The MNB called on the banks to impose a moratorium on the repayment of all household loans similarly to that of corporate customers, having regard to the extraordinary situation, to help households overcome temporary payment difficulties. It is warranted to maintain the moratorium on repayments until the end of 2020. If the domestic banks refuse to maintain the moratorium, the MNB will request that the Government should issue such a regulation.

As households may face liquidity disruptions as a result of adverse economic events, the MNB expects the banks to temporarily make personal loans available that are easily accessible during the current emergency and have a more favourable price than currently; their total annual percentage rate of charge (APRC) may exceed the central bank base rate by no more than 5 percentage points. Banks are also expected to review their general lending practice, their maximum line of credit and their interest charges to improve households’ liquidity situation.

In addition, the MNB expects the banks not to apply the fee and interest rate increases fixed for non-payment over the next 6-month period to account packages and loan products with pricing structures where pricing is subject to the amount of transfers received on the customer’s bank account kept with the given bank. With regard to outstanding housing loans, the MNB calls on the banks to offer borrowers the option of switching to Certified Consumer-Friendly Housing Loan products available with a more favourable interest rate spread and at least 5 years of interest rate fixation.

The risks associated with the deterioration of the labour market and thus the income situation of households can also be alleviated through insurance by debtors and the banks. The MNB therefore expects the banks to offer, in cooperation with insurers, their customers products that reduce the risks of loan repayment at favourable costs and reduced commissions, in particular, unemployment insurance. The banks and insurers are also expected to make these products easily available in such a way that they can provide real, appropriate protection to consumers in difficulty.
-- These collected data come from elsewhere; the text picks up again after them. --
// src/intent.rs
//! Codec for the textual URI-intent encoding used by app-link feeds:
//! `[<data-uri>|intent:]#Intent;key=value;...;end`.
//!
//! Encoding is canonical: fields are written in a fixed order with a fixed
//! escape set, so encoding the same logical intent always yields the same
//! string and decode(encode(x)) round-trips.

use std::fmt::Write as _;

use thiserror::Error;

#[derive(Debug, Error)]
pub enum IntentUriError {
    #[error("missing '#Intent;' fragment in `{0}`")]
    MissingFragment(String),
    #[error("fragment does not terminate with 'end' in `{0}`")]
    MissingEnd(String),
    #[error("malformed segment `{0}`")]
    BadSegment(String),
    #[error("malformed component `{0}`")]
    BadComponent(String),
    #[error("malformed launch flags `{0}`")]
    BadLaunchFlags(String),
    #[error("malformed percent escape in `{0}`")]
    BadEscape(String),
    #[error("unknown extra type tag `{0}`")]
    UnknownExtraType(String),
}

/// A flattenable (package, class) component reference.
#[derive(Debug, Clone, PartialEq, Eq)]
pub struct ComponentName {
    pub package: String,
    /// Fully qualified class name.
    pub class: String,
}

impl ComponentName {
    pub fn new(package: impl Into<String>, class: impl Into<String>) -> Self {
        Self {
            package: package.into(),
            class: class.into(),
        }
    }

    /// Parse the `pkg/cls` wire form; a class starting with `.` is relative
    /// to the package.
    pub fn unflatten(s: &str) -> Result<Self, IntentUriError> {
        let (package, class) = s
            .split_once('/')
            .ok_or_else(|| IntentUriError::BadComponent(s.to_string()))?;
        if package.is_empty() || class.is_empty() {
            return Err(IntentUriError::BadComponent(s.to_string()));
        }
        let class = if let Some(rel) = class.strip_prefix('.') {
            format!("{package}.{rel}")
        } else {
            class.to_string()
        };
        Ok(Self {
            package: package.to_string(),
            class,
        })
    }

    /// Short wire form: the class is abbreviated to `.Rest` when it lives
    /// inside the package, e.g. `com.example.tv/.RichActivity`.
    pub fn flatten(&self) -> String {
        match self.class.strip_prefix(&self.package) {
            Some(rest) if rest.starts_with('.') => format!("{}/{}", self.package, rest),
            _ => format!("{}/{}", self.package, self.class),
        }
    }
}

/// One typed extra carried in the fragment, kept as its wire string.
#[derive(Debug, Clone, PartialEq, Eq)]
pub struct Extra {
    /// Type tag from the encoding (`S` string, `B` bool, `i` int, ...).
    pub tag: char,
    pub key: String,
    pub value: String,
}

const EXTRA_TAGS: &[char] = &['S', 'B', 'b', 'c', 'd', 'f', 'i', 'l', 's'];

/// Structured form of a URI-encoded intent.
#[derive(Debug, Clone, Default, PartialEq, Eq)]
pub struct IntentUri {
    /// Full data URI, scheme included. `None` encodes the bare `intent:` form.
    pub data: Option<String>,
    pub action: Option<String>,
    pub categories: Vec<String>,
    pub launch_flags: Option<u32>,
    pub package: Option<String>,
    pub component: Option<ComponentName>,
    /// Extras in their original order.
    pub extras: Vec<Extra>,
}

impl IntentUri {
    /// Retarget the intent, overwriting any previously encoded component.
    pub fn set_component(&mut self, component: ComponentName) {
        self.component = Some(component);
    }

    /// Decode a URI-intent string. Total over any string produced by
    /// [`IntentUri::encode`]; anything without the `#Intent;...;end`
    /// envelope is rejected as malformed.
    pub fn decode(uri: &str) -> Result<Self, IntentUriError> {
        let (prefix, fragment) = uri
            .split_once("#Intent;")
            .ok_or_else(|| IntentUriError::MissingFragment(uri.to_string()))?;

        let mut out = IntentUri::default();
        let mut scheme: Option<String> = None;
        let mut terminated = false;

        for segment in fragment.split(';') {
            if segment == "end" {
                terminated = true;
                break;
            }
            if segment.is_empty() {
                continue;
            }
            let (key, value) = segment
                .split_once('=')
                .ok_or_else(|| IntentUriError::BadSegment(segment.to_string()))?;
            let value = unescape(value)?;
            match key {
                "action" => out.action = Some(value),
                "category" => out.categories.push(value),
                "launchFlags" => out.launch_flags = Some(parse_flags(&value)?),
                "package" => out.package = Some(value),
                "component" => out.component = Some(ComponentName::unflatten(&value)?),
                "scheme" => scheme = Some(value),
                _ => {
                    let (tag, name) = key
                        .split_once('.')
                        .ok_or_else(|| IntentUriError::BadSegment(segment.to_string()))?;
                    let mut chars = tag.chars();
                    let tag = match (chars.next(), chars.next()) {
                        (Some(c), None) if EXTRA_TAGS.contains(&c) => c,
                        _ => return Err(IntentUriError::UnknownExtraType(tag.to_string())),
                    };
                    out.extras.push(Extra {
                        tag,
                        key: unescape(name)?,
                        value,
                    });
                }
            }
        }
        if !terminated {
            return Err(IntentUriError::MissingEnd(uri.to_string()));
        }

        // The bare form carries the data URI without its scheme; the scheme
        // parameter, when present, restores it.
        out.data = match prefix.strip_prefix("intent:") {
            Some("") => None,
            Some(rest) => Some(match scheme {
                Some(s) => format!("{s}:{rest}"),
                None => rest.to_string(),
            }),
            None if prefix.is_empty() => None,
            None => Some(prefix.to_string()),
        };
        Ok(out)
    }

    /// Encode back to the textual form. Field order is fixed, so the output
    /// is stable for a given logical intent.
    pub fn encode(&self) -> String {
        let mut uri = String::new();
        match &self.data {
            Some(data) => uri.push_str(data),
            None => uri.push_str("intent:"),
        }
        uri.push_str("#Intent;");
        if let Some(action) = &self.action {
            let _ = write!(uri, "action={};", escape(action, ""));
        }
        for category in &self.categories {
            let _ = write!(uri, "category={};", escape(category, ""));
        }
        if let Some(flags) = self.launch_flags {
            let _ = write!(uri, "launchFlags=0x{flags:x};");
        }
        if let Some(package) = &self.package {
            let _ = write!(uri, "package={};", escape(package, ""));
        }
        if let Some(component) = &self.component {
            let _ = write!(uri, "component={};", escape(&component.flatten(), "/"));
        }
        for extra in &self.extras {
            let _ = write!(
                uri,
                "{}.{}={};",
                extra.tag,
                escape(&extra.key, ""),
                escape(&extra.value, "")
            );
        }
        uri.push_str("end");
        uri
    }
}

fn parse_flags(value: &str) -> Result<u32, IntentUriError> {
    let parsed = match value.strip_prefix("0x").or_else(|| value.strip_prefix("0X")) {
        Some(hex) => u32::from_str_radix(hex, 16),
        None => value.parse(),
    };
    parsed.map_err(|_| IntentUriError::BadLaunchFlags(value.to_string()))
}

/// Bytes outside the unreserved set (and `allow`) become `%XX`.
fn escape(s: &str, allow: &str) -> String {
    let mut out = String::with_capacity(s.len());
    for &b in s.as_bytes() {
        let c = b as char;
        if c.is_ascii_alphanumeric() || matches!(c, '_' | '-' | '.' | '~') || allow.contains(c) {
            out.push(c);
        } else {
            let _ = write!(out, "%{b:02X}");
        }
    }
    out
}

fn unescape(s: &str) -> Result<String, IntentUriError> {
    if !s.contains('%') {
        return Ok(s.to_string());
    }
    let bytes = s.as_bytes();
    let mut out = Vec::with_capacity(bytes.len());
    let mut i = 0;
    while i < bytes.len() {
        if bytes[i] == b'%' {
            let hex = bytes
                .get(i + 1..i + 3)
                .and_then(|h| std::str::from_utf8(h).ok())
                .and_then(|h| u8::from_str_radix(h, 16).ok())
                .ok_or_else(|| IntentUriError::BadEscape(s.to_string()))?;
            out.push(hex);
            i += 3;
        } else {
            out.push(bytes[i]);
            i += 1;
        }
    }
    String::from_utf8(out).map_err(|_| IntentUriError::BadEscape(s.to_string()))
}

#[cfg(test)]
mod tests {
    use super::*;

    #[test]
    fn decodes_bare_intent_form() {
        let uri = "intent:#Intent;action=android.intent.action.VIEW;\
                   component=com.other/.OldActivity;S.display-number=1-1;end";
        let intent = IntentUri::decode(uri).unwrap();
        assert_eq!(intent.data, None);
        assert_eq!(intent.action.as_deref(), Some("android.intent.action.VIEW"));
        let c = intent.component.unwrap();
        assert_eq!(c.package, "com.other");
        assert_eq!(c.class, "com.other.OldActivity");
        assert_eq!(intent.extras.len(), 1);
        assert_eq!(intent.extras[0].tag, 'S');
        assert_eq!(intent.extras[0].key, "display-number");
        assert_eq!(intent.extras[0].value, "1-1");
    }

    #[test]
    fn scheme_param_restores_data_scheme() {
        let intent = IntentUri::decode("intent://scan/#Intent;scheme=zxing;package=com.zx;end")
            .unwrap();
        assert_eq!(intent.data.as_deref(), Some("zxing://scan/"));
        assert_eq!(intent.package.as_deref(), Some("com.zx"));
    }

    #[test]
    fn encode_is_stable_under_redecode() {
        let uri = "https://example.test/watch#Intent;action=VIEW;launchFlags=0x10000000;\
                   component=com.other/.OldActivity;S.k=a%20b;end";
        let once = IntentUri::decode(uri).unwrap().encode();
        let twice = IntentUri::decode(&once).unwrap().encode();
        assert_eq!(once, twice);
    }

    #[test]
    fn component_flatten_abbreviates_inside_package() {
        let c = ComponentName::new("com.example.tv", "com.example.tv.RichActivity");
        assert_eq!(c.flatten(), "com.example.tv/.RichActivity");
        let c = ComponentName::new("com.example.tv", "org.other.Player");
        assert_eq!(c.flatten(), "com.example.tv/org.other.Player");
    }

    #[test]
    fn rejects_missing_fragment_and_missing_end() {
        assert!(matches!(
            IntentUri::decode("https://example.test/watch"),
            Err(IntentUriError::MissingFragment(_))
        ));
        assert!(matches!(
            IntentUri::decode("intent:#Intent;action=VIEW;"),
            Err(IntentUriError::MissingEnd(_))
        ));
    }

    #[test]
    fn rejects_bad_flags_escape_and_extra_tag() {
        assert!(matches!(
            IntentUri::decode("intent:#Intent;launchFlags=0xZZ;end"),
            Err(IntentUriError::BadLaunchFlags(_))
        ));
        assert!(matches!(
            IntentUri::decode("intent:#Intent;S.k=%G1;end"),
            Err(IntentUriError::BadEscape(_))
        ));
        assert!(matches!(
            IntentUri::decode("intent:#Intent;Q.k=v;end"),
            Err(IntentUriError::UnknownExtraType(_))
        ));
    }

    #[test]
    fn escapes_round_trip() {
        let mut intent = IntentUri::default();
        intent.action = Some("android.intent.action.VIEW".into());
        intent.extras.push(Extra {
            tag: 'S',
            key: "title".into(),
            value: "50% off; tonight=yes".into(),
        });
        let decoded = IntentUri::decode(&intent.encode()).unwrap();
        assert_eq!(decoded, intent);
    }
}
In support of new loan placements, the central bank has also taken measures within its own competence. In the near future, the Monetary Council is going to examine options for restarting the mortgage bond purchase programme. Increasing the liquidity of the mortgage bond market and lowering yields will provide the banking system with cheaper, long-term, fixed-rate funds. The MNB expects the banks to apply this reduction in the cost of funds also to the interest payable by households taking out housing loans.

At the same time, the MNB will dispense with imposing more stringent rules on the Mortgage Funding Adequacy Ratio in 2020 as previously planned and will also allow the full inclusion of bank-held mortgage bonds in the ratio.

The MNB recommends that the Government consider, in view of the extraordinary situation, how to ensure that they can be effectively applied also in the case of subsidised household loans. In the case of the Family Home Creation Allowance and prenatal loans, it is warranted to extend the time limits for having children.